Task prompt: Copy every line from the records below that holds the word "uploaded".

[Start of Attachment]

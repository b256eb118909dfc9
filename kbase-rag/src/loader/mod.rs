//! Document loaders.
//!
//! Every loader turns raw input into zero or more [`Document`]s whose
//! `source` metadata names where the text came from. File loaders implement
//! [`DocumentLoader`] and are chosen by extension through [`loader_for`];
//! web pages go through [`WebLoader`], which is async.

mod docx;
mod pdf;
mod text;
mod web;

use std::path::Path;
use std::sync::LazyLock;

use regex::{Captures, Regex};
use tracing::{error, info};

use crate::document::Document;
use crate::error::{RagError, Result};

pub use docx::DocxLoader;
pub use pdf::PdfLoader;
pub use text::TextLoader;
pub use web::{DEFAULT_FETCH_TIMEOUT, WebLoader};

/// Turns the bytes of an uploaded file into documents.
pub trait DocumentLoader: Send + Sync {
    /// Decode `bytes`; `name` becomes the `source` metadata of each document.
    fn load(&self, bytes: &[u8], name: &str) -> Result<Vec<Document>>;
}

/// File types accepted for upload, keyed by extension.
#[derive(Debug, Clone, Copy, PartialEq, Eq)]
pub enum FileKind {
    /// `.pdf`
    Pdf,
    /// `.txt` and `.md`
    Text,
    /// `.docx`
    Docx,
}

impl FileKind {
    /// Classify a file name by its lower-cased extension.
    pub fn from_name(name: &str) -> Option<Self> {
        let extension = Path::new(name).extension()?.to_str()?.to_ascii_lowercase();
        match extension.as_str() {
            "pdf" => Some(FileKind::Pdf),
            "txt" | "md" => Some(FileKind::Text),
            "docx" => Some(FileKind::Docx),
            _ => None,
        }
    }
}

/// Pick the loader for a file name.
///
/// # Errors
///
/// Returns [`RagError::UnsupportedType`] for any extension other than
/// `.pdf`, `.txt`, `.md` or `.docx`.
pub fn loader_for(name: &str) -> Result<Box<dyn DocumentLoader>> {
    match FileKind::from_name(name) {
        Some(FileKind::Pdf) => Ok(Box::new(PdfLoader)),
        Some(FileKind::Text) => Ok(Box::new(TextLoader)),
        Some(FileKind::Docx) => Ok(Box::new(DocxLoader)),
        None => {
            error!(name, "unsupported file type");
            Err(RagError::UnsupportedType { name: name.to_string() })
        }
    }
}

/// Load an uploaded file, dispatching on its name.
pub fn load_file(bytes: &[u8], name: &str) -> Result<Vec<Document>> {
    let documents = loader_for(name)?.load(bytes, name)?;
    info!(source = name, documents = documents.len(), "loaded file");
    Ok(documents)
}

/// Read `path` from disk and load it; the file name becomes the source.
pub async fn read_file(path: impl AsRef<Path>) -> Result<Vec<Document>> {
    let path = path.as_ref();
    let name = path
        .file_name()
        .map(|n| n.to_string_lossy().into_owned())
        .unwrap_or_else(|| path.display().to_string());

    // Reject the extension before touching the disk.
    loader_for(&name)?;

    let bytes = tokio::fs::read(path).await.map_err(|e| {
        error!(path = %path.display(), error = %e, "failed to read file");
        RagError::ReadError { path: path.display().to_string(), message: e.to_string() }
    })?;
    load_file(&bytes, &name)
}

static ENTITY: LazyLock<Regex> = LazyLock::new(|| {
    Regex::new(r"&(#[xX][0-9a-fA-F]+|#[0-9]+|[a-zA-Z]+);")
        .expect("unreachable error: invalid entity pattern")
});

/// Decode the XML predefined entities, `&nbsp;` and numeric character references.
///
/// Unknown named entities are left as written.
pub(crate) fn decode_entities(text: &str) -> String {
    if !text.contains('&') {
        return text.to_string();
    }
    ENTITY
        .replace_all(text, |caps: &Captures<'_>| {
            let body = &caps[1];
            let decoded = match body {
                "amp" => Some('&'),
                "lt" => Some('<'),
                "gt" => Some('>'),
                "quot" => Some('"'),
                "apos" => Some('\''),
                "nbsp" => Some(' '),
                _ if body.starts_with("#x") || body.starts_with("#X") => {
                    u32::from_str_radix(&body[2..], 16).ok().and_then(char::from_u32)
                }
                _ if body.starts_with('#') => {
                    body[1..].parse::<u32>().ok().and_then(char::from_u32)
                }
                _ => None,
            };
            decoded.map(String::from).unwrap_or_else(|| caps[0].to_string())
        })
        .into_owned()
}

[End of Attachment]

Result of this task:
/// Turns the bytes of an uploaded file into documents.
/// Load an uploaded file, dispatching on its name.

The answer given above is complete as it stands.